Catholics should stop saying “It’s like living in Nazi Germany” when taking about ideological dangers that threaten our civilization, the provost of the Brompton Oratory has said.
Writing on the Oratory’s website Fr Julian Large described the killing of hundreds of handicapped patients from Ursberg in Bavaria in 1941 as “a terrible crime that cried to Heaven for vengeance”.
Today some call for the “active euthanasia” of disabled children, he wrote, “and the British press occasionally reports unsettling allegations of the illegal ‘mercy-killing’ of sick children in hospitals in Britain”.
But when we encounter such ideas “we should avoid making statements such as ‘It’s like living in Nazi Germany’,” he wrote. The difference is that we are free to speak out.
“As Catholics we should value this hard-won liberty, and use it to engage with public life. Young Catholics should consider involving themselves in politics, in order to keep the Christian voice alive in Parliament. The rest of us can at least support pro-Life groups, which keep us informed and alert us when we should write to our MPs.”
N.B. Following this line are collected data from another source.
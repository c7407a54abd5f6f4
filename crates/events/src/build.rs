use std::sync::{Arc, OnceLock};

use codebuild_logs_aws::BuildService;
use codebuild_logs_core::{
    Result,
    models::{BuildEvent, BuildRecord},
};
use regex::Regex;
use tokio::sync::OnceCell;

/// A build referenced by an event. Details are fetched from CodeBuild on first use.
pub struct Build {
    pub id: String,
    pub project_name: String,
    pub status: String,
    builds: Arc<dyn BuildService>,
    record: OnceCell<BuildRecord>,
}

impl Build {
    pub fn new(event: &BuildEvent, builds: Arc<dyn BuildService>) -> Self {
        Self {
            id: event.detail.build_id.clone(),
            project_name: event.detail.project_name.clone(),
            status: event.detail.build_status.clone(),
            builds,
            record: OnceCell::new(),
        }
    }

    pub async fn record(&self) -> Result<&BuildRecord> {
        self.record.get_or_try_init(|| self.builds.get_build(&self.id)).await
    }

    /// The pull request this build was triggered for, if any.
    pub async fn pr_id(&self) -> Result<Option<u64>> {
        Ok(pr_id(&self.record().await?.source_version))
    }

    pub async fn is_pr_build(&self) -> Result<bool> { Ok(self.pr_id().await?.is_some()) }
}

/// Parse a `pr/<number>` source version. Only matches at the start of the string.
pub fn pr_id(source_version: &str) -> Option<u64> {
    static REGEX: OnceLock<Regex> = OnceLock::new();
    let regex = REGEX.get_or_init(|| Regex::new(r"^pr/(?P<id>\d+)").unwrap());
    regex.captures(source_version)?.name("id")?.as_str().parse().ok()
}
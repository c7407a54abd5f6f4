use std::sync::Arc;

use axum::{
    extract::{Query, State},
    http::StatusCode,
    response::{IntoResponse, Redirect, Response},
};
use codebuild_logs_aws::{Services, presigned_log_url};
use codebuild_logs_core::{AppError, config::Config};
use serde::Deserialize;

#[derive(Debug, Deserialize)]
pub struct BuildLogsQuery {
    key: Option<String>,
}

/// Redirect to a short-lived download URL for an archived build log.
pub async fn get_build_logs(
    State(config): State<Arc<Config>>,
    State(services): State<Services>,
    Query(query): Query<BuildLogsQuery>,
) -> Result<Response, AppError> {
    let Some(key) = query.key.filter(|key| !key.is_empty()) else {
        return Err(AppError::BadRequest("missing expected query parameter: key".to_string()));
    };
    match presigned_log_url(services.archive.as_ref(), &key, config.url_ttl()).await? {
        Some(url) => Ok(Redirect::temporary(&url).into_response()),
        None => Err(AppError::Status(StatusCode::NOT_FOUND)),
    }
}
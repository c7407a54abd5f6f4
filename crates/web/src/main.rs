mod handlers;

use std::{
    net::{IpAddr, Ipv4Addr, SocketAddr},
    str::FromStr,
    sync::Arc,
    time::Duration,
};

use anyhow::Context;
use axum::{
    Router,
    extract::{ConnectInfo, FromRef},
    http::{Request, StatusCode, header},
};
use codebuild_logs_aws::Services;
use codebuild_logs_core::config::Config;
use codebuild_logs_events::Processor;
use codebuild_logs_github::{GitHub, OctocrabConnector};
use tokio::{net::TcpListener, signal};
use tower::ServiceBuilder;
use tower_http::{
    ServiceBuilderExt,
    normalize_path::NormalizePathLayer,
    timeout::TimeoutLayer,
    trace::{DefaultOnResponse, MakeSpan, TraceLayer},
};
use tracing::{Level, Span};
use tracing_subscriber::{
    EnvFilter, Layer, filter::LevelFilter, layer::SubscriberExt, util::SubscriberInitExt,
};

use crate::handlers::build_router;

#[derive(Clone, FromRef)]
pub struct AppState {
    config: Arc<Config>,
    services: Services,
    processor: Arc<Processor>,
}

impl AppState {
    pub fn new(config: Arc<Config>, services: Services, github: Arc<GitHub>) -> Self {
        let processor = Arc::new(Processor::new(config.clone(), services.clone(), github));
        Self { config, services, processor }
    }
}

#[tokio::main]
async fn main() {
    let config = Arc::new(Config::load("config.yml").expect("Failed to load configuration"));

    let default_level = LevelFilter::from_str(&config.log_level).unwrap_or(LevelFilter::INFO);
    let env_filter =
        EnvFilter::builder().with_default_directive(default_level.into()).from_env_lossy();
    tracing_subscriber::registry()
        .with(tracing_subscriber::fmt::layer().with_filter(env_filter))
        .init();
    tracing::info!(
        "Managing CodeBuild project {}, archiving to {}",
        config.project_name,
        config.archive.bucket
    );

    let services = Services::from_config(&config).await;
    let github =
        Arc::new(GitHub::new(&config, &services, Arc::new(OctocrabConnector::new(&config))));
    let state = AppState::new(config.clone(), services, github);

    let addr = SocketAddr::from((Ipv4Addr::UNSPECIFIED, config.server.port));
    let listener = TcpListener::bind(addr).await.expect("bind error");
    tracing::info!("Web server: Listening on {}", addr);

    let router = app(state).into_make_service_with_connect_info::<SocketAddr>();
    if let Err(e) = axum::serve(listener, router)
        .with_graceful_shutdown(shutdown_signal())
        .await
        .context("Web server error")
    {
        tracing::error!("{e:?}");
    }
    tracing::info!("Shut down gracefully");
}

fn app(state: AppState) -> Router {
    let timeout = state.config.upstream_timeout() * 4;
    let sensitive_headers: Arc<[_]> = vec![header::AUTHORIZATION, header::COOKIE].into();
    let middleware = ServiceBuilder::new()
        .sensitive_request_headers(sensitive_headers.clone())
        .sensitive_response_headers(sensitive_headers)
        .layer(
            TraceLayer::new_for_http()
                .make_span_with(MyMakeSpan { level: Level::INFO })
                .on_response(DefaultOnResponse::new().level(Level::INFO)),
        )
        .layer(TimeoutLayer::with_status_code(
            StatusCode::REQUEST_TIMEOUT,
            timeout.max(Duration::from_secs(30)),
        ))
        .layer(NormalizePathLayer::trim_trailing_slash())
        .compression();
    build_router().with_state(state).layer(middleware)
}

async fn shutdown_signal() {
    let ctrl_c = async {
        if let Err(e) = signal::ctrl_c().await {
            tracing::error!("Failed to listen for ctrl-c: {e}");
            std::future::pending::<()>().await;
        }
    };
    #[cfg(unix)]
    let terminate = async {
        match signal::unix::signal(signal::unix::SignalKind::terminate()) {
            Ok(mut sigterm) => {
                sigterm.recv().await;
            }
            Err(e) => {
                tracing::error!("Failed to listen for SIGTERM: {e}");
                std::future::pending::<()>().await;
            }
        }
    };
    #[cfg(not(unix))]
    let terminate = std::future::pending::<()>();
    tokio::select! {
        _ = ctrl_c => {},
        _ = terminate => {},
    }
    tracing::info!("Shutdown signal received");
}

#[derive(Debug, Clone)]
pub struct MyMakeSpan {
    level: Level,
}

impl<B> MakeSpan<B> for MyMakeSpan {
    fn make_span(&mut self, request: &Request<B>) -> Span {
        let ip = request
            .extensions()
            .get::<ConnectInfo<SocketAddr>>()
            .map(|ConnectInfo(socket_addr)| socket_addr.ip())
            .unwrap_or(IpAddr::from([0, 0, 0, 0]));
        let user_agent = request
            .headers()
            .get(header::USER_AGENT)
            .and_then(|v| v.to_str().ok())
            .unwrap_or("[unknown]");
        macro_rules! make_span {
            ($level:expr) => {
                tracing::span!(
                    $level,
                    "request",
                    method = %request.method(),
                    uri = %request.uri(),
                    ip = %ip,
                    user_agent = %user_agent,
                )
            }
        }
        match self.level {
            Level::ERROR => make_span!(Level::ERROR),
            Level::WARN => make_span!(Level::WARN),
            Level::INFO => make_span!(Level::INFO),
            Level::DEBUG => make_span!(Level::DEBUG),
            Level::TRACE => make_span!(Level::TRACE),
        }
    }
}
He continued: “Under National Socialism, any German who made a fuss about the inviolability of every innocent human life from conception to death, regardless of race or any other consideration, could expect a knock on the door from the Gestapo. In the Soviet Union, such views could earn a one-way ticket into a mental asylum. In England in 2015 we are free to proclaim the sanctity of human life as much as we like.”